Choosing Open Adoption

I am the proud mother of three biological sons. After three pregnancies, I still had a deep desire for a daughter and the only way to guarantee that seemed to be to pursue adoption. My husband and I are both deaf and after we started the adoption process, we learned about a deaf baby girl named Zoe who was available for adoption. It was perfect.
As part of the adoption process, I had to fill out paperwork that identified the amount of contact I was willing to have with her birth parents. I agreed through this paperwork to provide them with updates and a photo every year on her birthday. That was to be the extent of our contact- and that was what was drawn up in our legal papers.
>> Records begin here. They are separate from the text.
// UTXO (Unspent Transaction Output) index

use crate::core::{Block, Hash256, PubkeyHash, TxOutput};
use crate::core::{decode_error, ensure_consumed, read_u32, read_varint, write_varint};
use crate::error::{Error, Result};
use crate::storage::Blockchain;
use sled::Tree;
use sled::transaction::{ConflictableTransactionResult, abort};
use std::collections::{BTreeMap, HashSet};
use std::io::{Cursor, Write};

/// Tree holding `txid -> unspent outputs`
pub const CHAINSTATE_TREE: &str = "chainstate";

/// Unspent outputs of one transaction, each with its original output index
#[derive(Debug, Clone, Default, PartialEq, Eq)]
pub struct UnspentOutputs {
    pub outputs: Vec<(u32, TxOutput)>,
}

impl UnspentOutputs {
    pub fn is_empty(&self) -> bool {
        self.outputs.is_empty()
    }

    /// Drop the output at original index `index`
    pub fn remove(&mut self, index: u32) -> bool {
        let before = self.outputs.len();
        self.outputs.retain(|(i, _)| *i != index);
        self.outputs.len() != before
    }

    pub fn to_bytes(&self) -> Vec<u8> {
        let mut buf = Vec::new();
        self.write_to(&mut buf)
            .expect("writing to a Vec cannot fail");
        buf
    }

    fn write_to(&self, buf: &mut Vec<u8>) -> std::io::Result<()> {
        write_varint(buf, self.outputs.len() as u64)?;
        for (index, output) in &self.outputs {
            buf.write_all(&index.to_le_bytes())?;
            output.write_to(buf)?;
        }
        Ok(())
    }

    pub fn from_bytes(bytes: &[u8]) -> Result<Self> {
        let mut cursor = Cursor::new(bytes);
        let count = read_varint(&mut cursor).map_err(decode_error)?;
        let mut outputs = Vec::new();
        for _ in 0..count {
            let index = read_u32(&mut cursor).map_err(decode_error)?;
            let output = TxOutput::read_from(&mut cursor).map_err(decode_error)?;
            outputs.push((index, output));
        }
        ensure_consumed(bytes, cursor.position())?;
        Ok(Self { outputs })
    }
}

/// Index of unspent outputs, derived from the chain
pub struct UtxoSet {
    chain: Blockchain,
    tree: Tree,
}

impl UtxoSet {
    pub fn new(chain: &Blockchain) -> Result<Self> {
        let tree = chain.db().open_tree(CHAINSTATE_TREE)?;
        Ok(Self {
            chain: chain.clone(),
            tree,
        })
    }

    /// Rebuild the index from the whole chain. Returns the number of indexed transactions.
    pub fn reindex(&self) -> Result<usize> {
        let mut created: BTreeMap<Hash256, Vec<TxOutput>> = BTreeMap::new();
        let mut spent: HashSet<(Hash256, u32)> = HashSet::new();

        for block in self.chain.iter()? {
            for tx in block?.transactions {
                if !tx.is_coinbase() {
                    for input in &tx.inputs {
                        if let (Some(txid), Ok(index)) =
                            (input.prev_txid, u32::try_from(input.prev_index))
                        {
                            spent.insert((txid, index));
                        }
                    }
                }
                created.insert(tx.id, tx.outputs);
            }
        }

        let mut batch = sled::Batch::default();
        for key in self.tree.iter().keys() {
            batch.remove(key?);
        }

        let mut indexed = 0;
        for (txid, outputs) in created {
            let unspent = UnspentOutputs {
                outputs: outputs
                    .into_iter()
                    .enumerate()
                    .map(|(i, out)| (i as u32, out))
                    .filter(|(i, _)| !spent.contains(&(txid, *i)))
                    .collect(),
            };
            if !unspent.is_empty() {
                batch.insert(&txid.as_bytes()[..], unspent.to_bytes());
                indexed += 1;
            }
        }

        self.tree.apply_batch(batch)?;
        log::info!("Reindexed UTXO set: {} transactions with unspent outputs", indexed);
        Ok(indexed)
    }

    /// Apply one block on top of the index
    pub fn update(&self, block: &Block) -> Result<()> {
        self.tree
            .transaction(|tree| -> ConflictableTransactionResult<(), Error> {
                for tx in &block.transactions {
                    if !tx.is_coinbase() {
                        for input in &tx.inputs {
                            let (Some(txid), Ok(index)) =
                                (input.prev_txid, u32::try_from(input.prev_index))
                            else {
                                continue;
                            };
                            let key = &txid.as_bytes()[..];
                            let Some(bytes) = tree.get(key)? else {
                                log::debug!("Input spends {}:{} which is not indexed", txid, index);
                                continue;
                            };
                            let mut entry = match UnspentOutputs::from_bytes(&bytes) {
                                Ok(entry) => entry,
                                Err(e) => return abort(e),
                            };
                            entry.remove(index);
                            if entry.is_empty() {
                                tree.remove(key)?;
                            } else {
                                tree.insert(key, entry.to_bytes())?;
                            }
                        }
                    }

                    let fresh = UnspentOutputs {
                        outputs: tx
                            .outputs
                            .iter()
                            .enumerate()
                            .map(|(i, out)| (i as u32, *out))
                            .collect(),
                    };
                    tree.insert(&tx.id.as_bytes()[..], fresh.to_bytes())?;
                }
                Ok(())
            })?;

        log::debug!("Updated UTXO set with block {}", block.hash);
        Ok(())
    }

    /// Every unspent output locked to `pubkey_hash`
    pub fn find_by_pubkey_hash(&self, pubkey_hash: &PubkeyHash) -> Result<Vec<TxOutput>> {
        let mut found = Vec::new();
        for entry in self.entries() {
            let (_, unspent) = entry?;
            found.extend(
                unspent
                    .outputs
                    .into_iter()
                    .map(|(_, out)| out)
                    .filter(|out| out.is_locked_with(pubkey_hash)),
            );
        }
        Ok(found)
    }

    pub fn balance(&self, pubkey_hash: &PubkeyHash) -> Result<u64> {
        Ok(self
            .find_by_pubkey_hash(pubkey_hash)?
            .iter()
            .map(|out| out.value)
            .sum())
    }

    /// First-fit selection in index order until `amount` is covered.
    /// Returns the accumulated value, which is below `amount` when funds are short.
    pub fn find_spendable(
        &self,
        pubkey_hash: &PubkeyHash,
        amount: u64,
    ) -> Result<(u64, BTreeMap<Hash256, Vec<u32>>)> {
        let mut accumulated = 0u64;
        let mut selected: BTreeMap<Hash256, Vec<u32>> = BTreeMap::new();

        'scan: for entry in self.entries() {
            let (txid, unspent) = entry?;
            for (index, output) in unspent.outputs {
                if accumulated >= amount {
                    break 'scan;
                }
                if output.is_locked_with(pubkey_hash) {
                    accumulated += output.value;
                    selected.entry(txid).or_default().push(index);
                }
            }
        }

        Ok((accumulated, selected))
    }

    /// Number of transactions with at least one unspent output
    pub fn count_transactions(&self) -> usize {
        self.tree.len()
    }

    /// The whole index in key order
    pub fn snapshot(&self) -> Result<BTreeMap<Hash256, UnspentOutputs>> {
        self.entries().collect()
    }

    fn entries(&self) -> impl Iterator<Item = Result<(Hash256, UnspentOutputs)>> + '_ {
        self.tree.iter().map(|item| {
            let (key, value) = item?;
            Ok((Hash256::from_slice(&key)?, UnspentOutputs::from_bytes(&value)?))
        })
    }
}
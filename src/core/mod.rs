// Core ledger data structures

mod types;
mod transaction;
mod block;
mod serialize;
mod hash;
mod merkle;

pub use types::*;
pub use transaction::*;
pub use block::*;
pub use serialize::*;
pub use hash::*;
pub use merkle::{MerkleNode, MerkleTree, merkle_root};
Those updates would be made through the agency—and although I had her birth parents first names and medical history, I did not have their last names or know where they lived.
At first, it was never about whether the adoption would be open or closed. I did not give it much thought. I was more concerned with her birth mother reading my profile and selecting our family as the family to raise her daughter. I waited impatiently for word as to whether we had been selected. The agency finally called after a six-week wait and said the birth mother wanted to meet us. We quickly arranged that meeting. The day after we met, I was notified that we were chosen to adopt Zoe. I was overjoyed.
Slowly, through that process, Zoe’s birth mother became a real person and not just a name on paper. Her name was Jess. She was 17 years old, a senior in High School and while it really pained her to have to place Zoe for adoption, she believed it was the best thing for her daughter. She wanted to go to college and study social work. She had dreams for herself and bigger dreams for Zoe. She was also extremely worried about Zoe and her hearing loss. What would that mean for Zoe? Would Zoe be all right?
On placement day, we drove to the adoption agency where Jess was waiting with Zoe. It was a very powerful moment when she handed me our daughter. I was filled with such gratitude. I slipped her a note that read…
“…Thank you for selecting Tim and I to be her parents. Thank you for giving me the chance to be her mother. You will always be her mother, too—and when she is old enough to understand, I will tell her she is lucky because she has two.”
Six months later I made good on that letter and contacted the adoption agency and asked if Jess would like to see Zoe again—because if she wanted to, I would drive her back. Jess said yes. I did this—most of all—because I wanted Jess to see that despite Zoe being deaf, it was not going to define her. I wanted her to see a thriving child who was starting to communicate in sign language—so she would know in her heart of all hearts that Zoe was doing well. I wanted her to see that Zoe was in the right home.
At that meeting something happened to me inside. When Jess saw Zoe for the first time since she handed her to me at the adoption agency, she leaped towards her and scooped her up. It was an automatic reaction–biological if you will, of a mother leaping towards her child. I saw that leap as pure unconditional love–the kind of love I, as a mother, have for my children. Who was I to deny this girl–who had already experienced so much pain in order to give me such joy–the opportunity to know and love her child?
And, who was I to deny my daughter the opportunity to know who she was and where she came from? I was not going to deny Zoe the chance to know the people who loved her so greatly that they sacrificed a piece of themselves so she would have a better life. I decided right then and there that Zoe was going to know them.
And, they were going to know her.
I wrote my memoir, Finding Zoe, because I so believe in the lessons that I took from my journey of adopting Zoe. There are many life lessons you will find when reading the book. As in the case of choosing open adoption, what I learned very quickly is that there is enough love for all of us.
And, there is.



About the Author

Brandi RarusDeaf since age six after contracting spinal meningitis, Brandi Rarus could speak and read lips, but felt caught between the deaf and hearing world—fitting into neither. When she realized you don’t need to hear to live a fulfilled life, she became empowered and was chosen as Miss Deaf America. From signing the National Anthem at a Chicago Cubs game to speaking at corporate conferences, Brandi traveled the country speaking out for deaf children and building awareness of what it means to be Deaf.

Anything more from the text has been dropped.